** Records for this exercise follows **
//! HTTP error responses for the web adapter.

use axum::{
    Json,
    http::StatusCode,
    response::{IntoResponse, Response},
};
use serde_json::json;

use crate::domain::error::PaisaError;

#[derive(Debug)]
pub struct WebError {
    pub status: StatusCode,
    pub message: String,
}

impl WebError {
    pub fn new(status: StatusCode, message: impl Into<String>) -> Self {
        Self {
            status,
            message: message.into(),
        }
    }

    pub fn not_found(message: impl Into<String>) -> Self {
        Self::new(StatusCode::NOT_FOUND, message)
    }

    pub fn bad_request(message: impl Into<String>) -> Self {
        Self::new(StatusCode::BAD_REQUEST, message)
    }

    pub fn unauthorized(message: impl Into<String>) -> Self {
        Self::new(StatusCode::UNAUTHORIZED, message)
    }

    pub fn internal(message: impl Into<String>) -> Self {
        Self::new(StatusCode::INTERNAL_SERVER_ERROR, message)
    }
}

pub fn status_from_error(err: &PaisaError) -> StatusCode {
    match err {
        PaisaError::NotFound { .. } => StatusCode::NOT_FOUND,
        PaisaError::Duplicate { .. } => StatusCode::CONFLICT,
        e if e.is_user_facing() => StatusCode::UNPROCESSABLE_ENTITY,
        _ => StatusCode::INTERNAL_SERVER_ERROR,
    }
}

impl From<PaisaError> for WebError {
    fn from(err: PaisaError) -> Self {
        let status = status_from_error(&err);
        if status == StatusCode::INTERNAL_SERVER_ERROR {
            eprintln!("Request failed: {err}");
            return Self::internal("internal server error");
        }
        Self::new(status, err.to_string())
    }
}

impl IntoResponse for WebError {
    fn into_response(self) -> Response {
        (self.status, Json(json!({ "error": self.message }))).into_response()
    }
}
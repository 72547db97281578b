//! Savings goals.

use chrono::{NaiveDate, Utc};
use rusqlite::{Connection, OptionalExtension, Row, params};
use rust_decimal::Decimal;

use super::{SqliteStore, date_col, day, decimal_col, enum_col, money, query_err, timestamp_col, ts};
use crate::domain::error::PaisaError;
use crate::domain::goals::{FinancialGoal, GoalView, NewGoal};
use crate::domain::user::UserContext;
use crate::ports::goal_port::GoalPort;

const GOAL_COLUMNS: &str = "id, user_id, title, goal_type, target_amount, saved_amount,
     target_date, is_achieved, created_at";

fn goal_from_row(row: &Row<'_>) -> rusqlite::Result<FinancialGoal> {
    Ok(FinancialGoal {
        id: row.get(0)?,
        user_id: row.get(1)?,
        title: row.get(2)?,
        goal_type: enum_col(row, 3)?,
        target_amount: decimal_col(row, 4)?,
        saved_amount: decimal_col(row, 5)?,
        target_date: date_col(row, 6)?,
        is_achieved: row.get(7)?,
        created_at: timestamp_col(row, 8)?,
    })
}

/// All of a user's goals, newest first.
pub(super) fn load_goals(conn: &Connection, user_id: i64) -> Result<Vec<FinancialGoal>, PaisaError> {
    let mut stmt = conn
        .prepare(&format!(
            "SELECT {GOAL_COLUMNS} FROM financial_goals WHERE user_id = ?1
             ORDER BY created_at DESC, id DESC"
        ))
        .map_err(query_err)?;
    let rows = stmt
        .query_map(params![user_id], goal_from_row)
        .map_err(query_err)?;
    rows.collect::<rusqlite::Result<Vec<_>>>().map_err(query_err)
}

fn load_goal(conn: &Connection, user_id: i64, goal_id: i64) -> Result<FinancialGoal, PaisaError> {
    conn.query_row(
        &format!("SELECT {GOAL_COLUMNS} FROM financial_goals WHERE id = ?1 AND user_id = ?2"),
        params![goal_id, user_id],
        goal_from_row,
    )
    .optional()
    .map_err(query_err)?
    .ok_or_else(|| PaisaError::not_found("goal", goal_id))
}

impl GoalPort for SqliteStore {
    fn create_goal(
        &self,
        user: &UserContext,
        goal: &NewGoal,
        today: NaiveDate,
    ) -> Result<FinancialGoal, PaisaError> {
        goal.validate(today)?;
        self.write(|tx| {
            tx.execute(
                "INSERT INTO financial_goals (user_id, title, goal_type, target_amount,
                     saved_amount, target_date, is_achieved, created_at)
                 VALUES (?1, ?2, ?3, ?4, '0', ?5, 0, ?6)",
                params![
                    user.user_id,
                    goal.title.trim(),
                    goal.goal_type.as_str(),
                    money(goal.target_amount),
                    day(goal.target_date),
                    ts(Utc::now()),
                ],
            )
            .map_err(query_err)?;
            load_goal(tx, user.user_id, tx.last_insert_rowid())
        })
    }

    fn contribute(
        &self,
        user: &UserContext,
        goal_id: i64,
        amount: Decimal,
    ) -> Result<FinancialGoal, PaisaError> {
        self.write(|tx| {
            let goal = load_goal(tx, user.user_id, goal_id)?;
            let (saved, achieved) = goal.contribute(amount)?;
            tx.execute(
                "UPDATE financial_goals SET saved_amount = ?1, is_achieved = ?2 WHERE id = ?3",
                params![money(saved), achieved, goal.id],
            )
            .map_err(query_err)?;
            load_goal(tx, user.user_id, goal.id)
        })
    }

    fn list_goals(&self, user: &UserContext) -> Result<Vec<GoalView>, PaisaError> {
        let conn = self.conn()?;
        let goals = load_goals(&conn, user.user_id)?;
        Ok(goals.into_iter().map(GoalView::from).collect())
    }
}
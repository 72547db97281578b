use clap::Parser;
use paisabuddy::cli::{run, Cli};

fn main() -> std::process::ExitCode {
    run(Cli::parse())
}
** End of Records for this exercise **
** Records for this exercise follows **
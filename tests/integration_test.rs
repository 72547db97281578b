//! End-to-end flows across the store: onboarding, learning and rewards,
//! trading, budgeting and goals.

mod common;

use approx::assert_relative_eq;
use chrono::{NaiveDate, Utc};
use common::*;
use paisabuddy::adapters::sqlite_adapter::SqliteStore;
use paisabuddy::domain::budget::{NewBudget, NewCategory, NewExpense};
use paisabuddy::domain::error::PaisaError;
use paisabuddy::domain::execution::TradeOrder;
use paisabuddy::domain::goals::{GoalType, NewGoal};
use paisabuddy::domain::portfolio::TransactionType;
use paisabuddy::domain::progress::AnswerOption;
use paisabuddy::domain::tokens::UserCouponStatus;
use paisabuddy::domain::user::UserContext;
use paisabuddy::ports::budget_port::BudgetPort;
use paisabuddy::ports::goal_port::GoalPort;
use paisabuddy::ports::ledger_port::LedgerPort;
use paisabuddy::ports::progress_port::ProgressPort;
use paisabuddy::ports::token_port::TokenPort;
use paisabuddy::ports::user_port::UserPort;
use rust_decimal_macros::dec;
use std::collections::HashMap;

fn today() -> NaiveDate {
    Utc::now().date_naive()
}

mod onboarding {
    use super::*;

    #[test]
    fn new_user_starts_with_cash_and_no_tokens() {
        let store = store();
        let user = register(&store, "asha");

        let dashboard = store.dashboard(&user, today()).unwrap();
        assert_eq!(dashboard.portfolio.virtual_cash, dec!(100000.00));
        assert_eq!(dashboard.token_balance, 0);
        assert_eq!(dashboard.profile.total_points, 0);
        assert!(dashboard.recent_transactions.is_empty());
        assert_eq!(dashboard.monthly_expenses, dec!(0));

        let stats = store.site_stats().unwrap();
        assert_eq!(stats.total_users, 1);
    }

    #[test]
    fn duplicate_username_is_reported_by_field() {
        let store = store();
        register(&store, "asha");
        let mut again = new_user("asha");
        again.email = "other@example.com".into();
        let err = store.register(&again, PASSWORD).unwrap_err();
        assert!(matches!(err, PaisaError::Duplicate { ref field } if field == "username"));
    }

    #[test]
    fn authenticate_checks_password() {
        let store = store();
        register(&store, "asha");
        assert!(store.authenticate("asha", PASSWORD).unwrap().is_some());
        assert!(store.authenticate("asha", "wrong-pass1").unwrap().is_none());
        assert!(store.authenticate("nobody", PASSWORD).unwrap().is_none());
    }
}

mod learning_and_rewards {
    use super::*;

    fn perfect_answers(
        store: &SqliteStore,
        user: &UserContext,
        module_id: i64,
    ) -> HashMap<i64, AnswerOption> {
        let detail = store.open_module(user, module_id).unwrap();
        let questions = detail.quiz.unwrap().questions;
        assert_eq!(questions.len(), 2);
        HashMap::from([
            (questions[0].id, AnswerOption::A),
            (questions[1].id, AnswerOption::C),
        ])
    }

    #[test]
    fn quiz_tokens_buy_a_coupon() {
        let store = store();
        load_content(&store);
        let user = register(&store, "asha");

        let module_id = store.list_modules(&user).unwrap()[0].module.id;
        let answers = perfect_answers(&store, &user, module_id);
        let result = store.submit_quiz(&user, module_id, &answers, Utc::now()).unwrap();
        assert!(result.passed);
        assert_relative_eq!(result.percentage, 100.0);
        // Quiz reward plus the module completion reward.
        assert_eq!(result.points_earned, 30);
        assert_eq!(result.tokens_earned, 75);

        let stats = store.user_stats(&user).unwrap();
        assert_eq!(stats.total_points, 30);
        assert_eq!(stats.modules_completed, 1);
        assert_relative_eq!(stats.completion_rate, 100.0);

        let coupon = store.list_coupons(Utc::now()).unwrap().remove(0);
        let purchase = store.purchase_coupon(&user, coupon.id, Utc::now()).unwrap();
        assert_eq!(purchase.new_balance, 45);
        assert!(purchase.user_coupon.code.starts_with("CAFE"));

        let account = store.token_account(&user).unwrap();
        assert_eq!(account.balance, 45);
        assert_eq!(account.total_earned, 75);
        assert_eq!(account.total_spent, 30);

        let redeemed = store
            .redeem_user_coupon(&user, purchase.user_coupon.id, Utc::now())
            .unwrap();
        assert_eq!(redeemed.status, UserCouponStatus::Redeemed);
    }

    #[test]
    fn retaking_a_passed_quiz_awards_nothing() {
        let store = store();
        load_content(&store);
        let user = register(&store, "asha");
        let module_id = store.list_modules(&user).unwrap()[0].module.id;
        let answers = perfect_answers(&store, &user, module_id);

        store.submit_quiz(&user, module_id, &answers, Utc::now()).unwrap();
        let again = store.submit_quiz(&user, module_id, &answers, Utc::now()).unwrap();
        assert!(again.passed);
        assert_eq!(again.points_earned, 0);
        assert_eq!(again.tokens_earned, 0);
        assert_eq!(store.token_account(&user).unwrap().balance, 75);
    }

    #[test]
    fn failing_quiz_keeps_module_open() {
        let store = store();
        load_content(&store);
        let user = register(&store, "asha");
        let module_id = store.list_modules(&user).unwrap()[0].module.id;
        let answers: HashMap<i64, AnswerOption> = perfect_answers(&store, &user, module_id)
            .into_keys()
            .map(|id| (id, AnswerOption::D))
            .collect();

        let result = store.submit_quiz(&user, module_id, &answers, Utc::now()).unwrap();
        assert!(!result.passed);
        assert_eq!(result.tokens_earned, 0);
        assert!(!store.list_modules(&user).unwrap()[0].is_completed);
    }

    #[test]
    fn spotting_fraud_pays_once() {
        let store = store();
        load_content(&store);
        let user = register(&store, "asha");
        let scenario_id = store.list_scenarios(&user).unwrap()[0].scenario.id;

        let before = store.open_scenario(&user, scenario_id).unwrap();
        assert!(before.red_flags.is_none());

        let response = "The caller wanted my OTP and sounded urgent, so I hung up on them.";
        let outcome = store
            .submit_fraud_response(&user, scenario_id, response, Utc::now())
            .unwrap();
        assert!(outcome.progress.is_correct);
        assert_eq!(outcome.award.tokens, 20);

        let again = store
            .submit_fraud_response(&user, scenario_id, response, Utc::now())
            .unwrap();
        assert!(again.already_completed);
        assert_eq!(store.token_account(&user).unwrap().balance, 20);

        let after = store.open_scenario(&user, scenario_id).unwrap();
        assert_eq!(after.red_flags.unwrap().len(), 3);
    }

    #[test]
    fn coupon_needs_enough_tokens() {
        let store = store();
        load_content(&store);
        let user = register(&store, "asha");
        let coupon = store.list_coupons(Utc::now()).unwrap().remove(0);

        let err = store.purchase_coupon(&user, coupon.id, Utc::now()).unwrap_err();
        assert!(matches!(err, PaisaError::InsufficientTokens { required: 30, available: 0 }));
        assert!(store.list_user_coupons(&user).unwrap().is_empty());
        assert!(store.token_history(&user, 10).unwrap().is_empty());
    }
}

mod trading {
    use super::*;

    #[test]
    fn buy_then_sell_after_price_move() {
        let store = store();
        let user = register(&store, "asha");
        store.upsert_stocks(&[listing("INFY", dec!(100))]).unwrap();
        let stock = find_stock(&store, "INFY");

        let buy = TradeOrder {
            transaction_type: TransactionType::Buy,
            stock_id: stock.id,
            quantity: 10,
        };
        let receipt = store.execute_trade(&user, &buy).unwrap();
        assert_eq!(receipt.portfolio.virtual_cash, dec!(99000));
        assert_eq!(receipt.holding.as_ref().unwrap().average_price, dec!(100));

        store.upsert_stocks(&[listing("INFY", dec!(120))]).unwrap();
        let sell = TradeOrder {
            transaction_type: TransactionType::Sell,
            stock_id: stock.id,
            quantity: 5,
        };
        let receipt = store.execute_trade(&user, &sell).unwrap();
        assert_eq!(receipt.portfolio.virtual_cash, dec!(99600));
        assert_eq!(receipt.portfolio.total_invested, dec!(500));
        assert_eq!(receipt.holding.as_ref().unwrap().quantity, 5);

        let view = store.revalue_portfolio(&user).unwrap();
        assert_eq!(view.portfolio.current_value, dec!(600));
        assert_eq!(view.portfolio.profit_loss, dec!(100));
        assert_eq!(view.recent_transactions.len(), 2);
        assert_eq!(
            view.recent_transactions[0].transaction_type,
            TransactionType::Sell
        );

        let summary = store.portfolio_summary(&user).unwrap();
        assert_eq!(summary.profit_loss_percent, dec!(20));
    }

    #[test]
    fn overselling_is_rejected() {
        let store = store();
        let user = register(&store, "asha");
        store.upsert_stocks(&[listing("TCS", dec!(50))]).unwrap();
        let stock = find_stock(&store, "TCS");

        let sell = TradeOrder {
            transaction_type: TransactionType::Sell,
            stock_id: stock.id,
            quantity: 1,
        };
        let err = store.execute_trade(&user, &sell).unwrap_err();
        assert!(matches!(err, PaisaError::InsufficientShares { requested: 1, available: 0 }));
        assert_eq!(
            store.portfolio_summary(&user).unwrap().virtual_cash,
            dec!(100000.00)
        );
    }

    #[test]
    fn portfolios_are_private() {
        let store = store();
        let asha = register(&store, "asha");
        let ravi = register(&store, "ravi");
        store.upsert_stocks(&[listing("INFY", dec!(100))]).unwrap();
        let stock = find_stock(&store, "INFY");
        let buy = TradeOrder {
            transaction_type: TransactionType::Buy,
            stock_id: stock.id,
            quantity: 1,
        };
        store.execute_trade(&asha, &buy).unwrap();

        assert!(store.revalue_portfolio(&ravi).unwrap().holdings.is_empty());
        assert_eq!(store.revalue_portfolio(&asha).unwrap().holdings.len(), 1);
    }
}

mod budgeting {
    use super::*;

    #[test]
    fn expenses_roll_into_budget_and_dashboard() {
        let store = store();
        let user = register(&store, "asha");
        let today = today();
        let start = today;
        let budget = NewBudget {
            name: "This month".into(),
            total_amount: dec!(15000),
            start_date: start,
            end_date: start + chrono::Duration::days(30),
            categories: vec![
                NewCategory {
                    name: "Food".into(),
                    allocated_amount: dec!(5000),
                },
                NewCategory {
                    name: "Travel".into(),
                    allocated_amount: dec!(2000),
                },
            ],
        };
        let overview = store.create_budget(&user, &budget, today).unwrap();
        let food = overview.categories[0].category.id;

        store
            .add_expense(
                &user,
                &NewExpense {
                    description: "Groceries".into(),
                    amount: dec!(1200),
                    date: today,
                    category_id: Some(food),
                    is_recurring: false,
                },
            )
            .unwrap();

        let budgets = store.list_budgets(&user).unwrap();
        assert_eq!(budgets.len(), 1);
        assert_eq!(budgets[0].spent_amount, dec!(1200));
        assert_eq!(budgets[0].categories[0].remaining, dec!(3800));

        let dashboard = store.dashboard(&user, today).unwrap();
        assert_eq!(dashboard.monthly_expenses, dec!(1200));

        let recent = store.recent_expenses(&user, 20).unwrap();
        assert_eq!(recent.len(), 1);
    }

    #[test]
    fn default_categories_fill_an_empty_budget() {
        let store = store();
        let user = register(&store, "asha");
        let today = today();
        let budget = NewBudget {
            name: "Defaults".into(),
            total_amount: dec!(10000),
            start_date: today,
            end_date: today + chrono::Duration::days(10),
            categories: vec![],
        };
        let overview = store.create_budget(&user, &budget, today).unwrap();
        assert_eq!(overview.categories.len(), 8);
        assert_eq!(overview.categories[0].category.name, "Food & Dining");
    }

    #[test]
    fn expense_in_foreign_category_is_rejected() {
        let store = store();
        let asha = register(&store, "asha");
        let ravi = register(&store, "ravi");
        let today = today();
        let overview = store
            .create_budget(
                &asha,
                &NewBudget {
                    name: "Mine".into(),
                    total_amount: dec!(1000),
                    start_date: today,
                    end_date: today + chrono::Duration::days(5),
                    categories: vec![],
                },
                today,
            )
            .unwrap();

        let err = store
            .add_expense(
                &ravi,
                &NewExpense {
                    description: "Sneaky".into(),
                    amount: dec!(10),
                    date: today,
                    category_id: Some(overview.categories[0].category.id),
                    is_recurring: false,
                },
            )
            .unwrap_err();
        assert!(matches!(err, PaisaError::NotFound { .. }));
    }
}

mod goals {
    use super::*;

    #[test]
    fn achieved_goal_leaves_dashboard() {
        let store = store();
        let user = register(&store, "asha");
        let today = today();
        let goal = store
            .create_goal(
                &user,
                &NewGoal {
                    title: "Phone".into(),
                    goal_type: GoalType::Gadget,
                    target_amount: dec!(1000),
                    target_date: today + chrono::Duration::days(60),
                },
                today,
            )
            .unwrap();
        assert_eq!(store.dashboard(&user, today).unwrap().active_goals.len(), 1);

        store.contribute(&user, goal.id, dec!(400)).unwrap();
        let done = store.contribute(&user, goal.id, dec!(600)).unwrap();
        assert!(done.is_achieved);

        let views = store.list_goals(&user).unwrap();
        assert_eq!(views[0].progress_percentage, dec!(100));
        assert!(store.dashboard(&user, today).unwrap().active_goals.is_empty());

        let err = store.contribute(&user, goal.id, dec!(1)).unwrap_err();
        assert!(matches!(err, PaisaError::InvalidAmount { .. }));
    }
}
** End of Records for this exercise **
--- Exercise directions ---
Locate the word "before" in the data above. Copy every line carrying it.

--- Your response ---
        let before = store.open_scenario(&user, scenario_id).unwrap();
        assert!(before.red_flags.is_none());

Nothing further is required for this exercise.